PhotoBy Barbara Gardner (January 2012)

Dendrosicyos socotrana is a caudiciform member of the Cucurbitaceae family. The species is native to the small island of Socotra in Yemen, off the east side of Africa. Isaac Bayley Balfour first described it in 1882.

It is the only species in the Cucurbitaceae to grow in a tree form, hence the popular name “cucumber tree.” It has a bulbous trunk topped by a mop of thin branches bearing prickly, palmately lobed leaves. It can grow up to 10 feet tall.

D. socotrana likes a very well-drained soil containing quite a lot of limestone. It also likes warmth all year long and can be in full sun in summer. It needs a bigger pot and lots of water in summer with more sparing watering in the winter.

D. socotrana is a monoecious caudiciform. In botany, this means having the stamens and pistils in separate flowers on the same plant.

The flowers are yellow, and there are both male and female flowers on each plant. The plants therefore can self-fertilize, but do not reproduce by cuttings. Enlarged ovaries resembling miniature pickles differentiate the female flowers.

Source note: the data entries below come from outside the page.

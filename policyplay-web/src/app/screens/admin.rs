use super::{Screen, use_screen};
use crate::dom;
use crate::i18n::{t, tr};
use crate::pages::admin_analytics::AdminAnalyticsPage;
use crate::pages::admin_dashboard::AdminDashboardPage;
use crate::pages::admin_policies::AdminPoliciesPage;
use crate::pages::admin_policy_analysis::AdminPolicyAnalysisPage;
use policyplay_core::{
    AnalyticsSummary, DraftAnalysis, DraftAnalysisRequest, PolicyAnalytics, PolicySummary,
    UserScoreTable,
};
use wasm_bindgen_futures::spawn_local;
use yew::prelude::*;

#[hook]
fn use_summary(screen: &Screen, error: &UseStateHandle<Option<AttrValue>>) -> UseStateHandle<Option<AnalyticsSummary>> {
    let summary = use_state(|| None::<AnalyticsSummary>);
    {
        let (screen, summary, error) = (screen.clone(), summary.clone(), error.clone());
        use_effect_with((), move |()| {
            spawn_local(async move {
                match screen.app.client.analytics_summary().await {
                    Ok(loaded) => summary.set(Some(loaded)),
                    Err(err) => error.set(screen.fail(&err)),
                }
            });
        });
    }
    summary
}

#[function_component(AdminDashboardScreen)]
pub fn admin_dashboard_screen() -> Html {
    let screen = use_screen(true);
    let error = use_state(|| None::<AttrValue>);
    let summary = use_summary(&screen, &error);
    let users = use_state(|| None::<UserScoreTable>);
    {
        let (screen, users, error) = (screen.clone(), users.clone(), error.clone());
        use_effect_with((), move |()| {
            spawn_local(async move {
                match screen.app.client.user_score_table().await {
                    Ok(table) => users.set(Some(table)),
                    Err(err) => error.set(screen.fail(&err)),
                }
            });
        });
    }
    html! {
        <AdminDashboardPage
            summary={(*summary).clone()}
            users={(*users).clone()}
            error={(*error).clone()}
            on_navigate={screen.navigate()}
        />
    }
}

#[function_component(AdminPoliciesScreen)]
pub fn admin_policies_screen() -> Html {
    let screen = use_screen(true);
    let policies = use_state(|| None::<Vec<PolicySummary>>);
    let deleting = use_state(|| None::<String>);
    let notice = use_state(|| None::<AttrValue>);
    let error = use_state(|| None::<AttrValue>);
    let reload = use_state(|| 0u32);

    {
        let (screen, policies, error) = (screen.clone(), policies.clone(), error.clone());
        use_effect_with(*reload, move |_| {
            spawn_local(async move {
                match screen.app.client.admin_policies().await {
                    Ok(list) => policies.set(Some(list)),
                    Err(err) => {
                        policies.set(Some(Vec::new()));
                        error.set(screen.fail(&err));
                    }
                }
            });
        });
    }

    let on_delete = {
        let (screen, deleting, notice, error, reload) = (
            screen.clone(),
            deleting.clone(),
            notice.clone(),
            error.clone(),
            reload.clone(),
        );
        Callback::from(move |policy: PolicySummary| {
            if deleting.is_some() {
                return;
            }
            let question = tr(
                "admin.delete_confirm",
                Some(&crate::targs! {"title" => policy.display_title()}),
            );
            if !dom::confirm(&question) {
                return;
            }
            let (screen, deleting, notice, error, reload) = (
                screen.clone(),
                deleting.clone(),
                notice.clone(),
                error.clone(),
                reload.clone(),
            );
            deleting.set(Some(policy.policy_id.clone()));
            notice.set(None);
            error.set(None);
            spawn_local(async move {
                match screen.app.client.delete_policy(&policy.policy_id).await {
                    Ok(_) => {
                        log::info!("deleted policy {}", policy.policy_id);
                        notice.set(Some(t("admin.delete_done").into()));
                        reload.set(*reload + 1);
                    }
                    Err(err) => {
                        if let Some(message) = screen.fail(&err) {
                            error.set(Some(format!("{}: {message}", t("admin.delete_failed")).into()));
                        }
                    }
                }
                deleting.set(None);
            });
        })
    };

    html! {
        <AdminPoliciesPage
            policies={(*policies).clone()}
            deleting={(*deleting).clone()}
            notice={(*notice).clone()}
            error={(*error).clone()}
            {on_delete}
        />
    }
}

#[function_component(AdminAnalyticsScreen)]
pub fn admin_analytics_screen() -> Html {
    let screen = use_screen(true);
    let error = use_state(|| None::<AttrValue>);
    let summary = use_summary(&screen, &error);
    let policies = use_state(Vec::<PolicySummary>::new);
    let selected = use_state(|| None::<String>);
    let policy = use_state(|| None::<PolicyAnalytics>);

    {
        let (screen, policies, error) = (screen.clone(), policies.clone(), error.clone());
        use_effect_with((), move |()| {
            spawn_local(async move {
                match screen.app.client.admin_policies().await {
                    Ok(list) => policies.set(list),
                    Err(err) => error.set(screen.fail(&err)),
                }
            });
        });
    }
    {
        let (screen, policy, error) = (screen.clone(), policy.clone(), error.clone());
        use_effect_with((*selected).clone(), move |selected| {
            policy.set(None);
            if let Some(policy_id) = selected.clone() {
                spawn_local(async move {
                    match screen.app.client.policy_analytics(&policy_id).await {
                        Ok(loaded) => policy.set(Some(loaded)),
                        Err(err) => error.set(screen.fail(&err)),
                    }
                });
            }
        });
    }

    let on_select = {
        let selected = selected.clone();
        Callback::from(move |policy_id: String| {
            selected.set((!policy_id.is_empty()).then_some(policy_id));
        })
    };

    html! {
        <AdminAnalyticsPage
            summary={(*summary).clone()}
            policies={(*policies).clone()}
            selected={(*selected).clone()}
            policy={(*policy).clone()}
            error={(*error).clone()}
            {on_select}
        />
    }
}

#[function_component(AdminPolicyAnalysisScreen)]
pub fn admin_policy_analysis_screen() -> Html {
    let screen = use_screen(true);
    let analyzing = use_state(|| false);
    let analysis = use_state(|| None::<DraftAnalysis>);
    let error = use_state(|| None::<AttrValue>);

    let on_analyze = {
        let (analyzing, analysis, error) = (analyzing.clone(), analysis.clone(), error.clone());
        Callback::from(move |request: DraftAnalysisRequest| {
            if *analyzing {
                return;
            }
            if request.draft_text.trim().is_empty() {
                error.set(Some(t("analysis.empty").into()));
                return;
            }
            let (screen, analyzing, analysis, error) =
                (screen.clone(), analyzing.clone(), analysis.clone(), error.clone());
            analyzing.set(true);
            error.set(None);
            spawn_local(async move {
                match screen.app.client.analyze_draft(&request).await {
                    Ok(found) => analysis.set(Some(found)),
                    Err(err) => error.set(screen.fail(&err)),
                }
                analyzing.set(false);
            });
        })
    };

    html! {
        <AdminPolicyAnalysisPage
            analyzing={*analyzing}
            error={(*error).clone()}
            analysis={(*analysis).clone()}
            {on_analyze}
        />
    }
}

D. socotrana leaves are spiny when young. The orange-colored fruit is around 1.6 inches long when ripe with seeds.

The secrets to successful cultivation of Dendrosicyos socotrana — ample watering and fertilizing two or three times a week in a warm greenhouse – can yield remarkable growth. The plants are sensitive to attack by cucurbit beetles, which can picked off.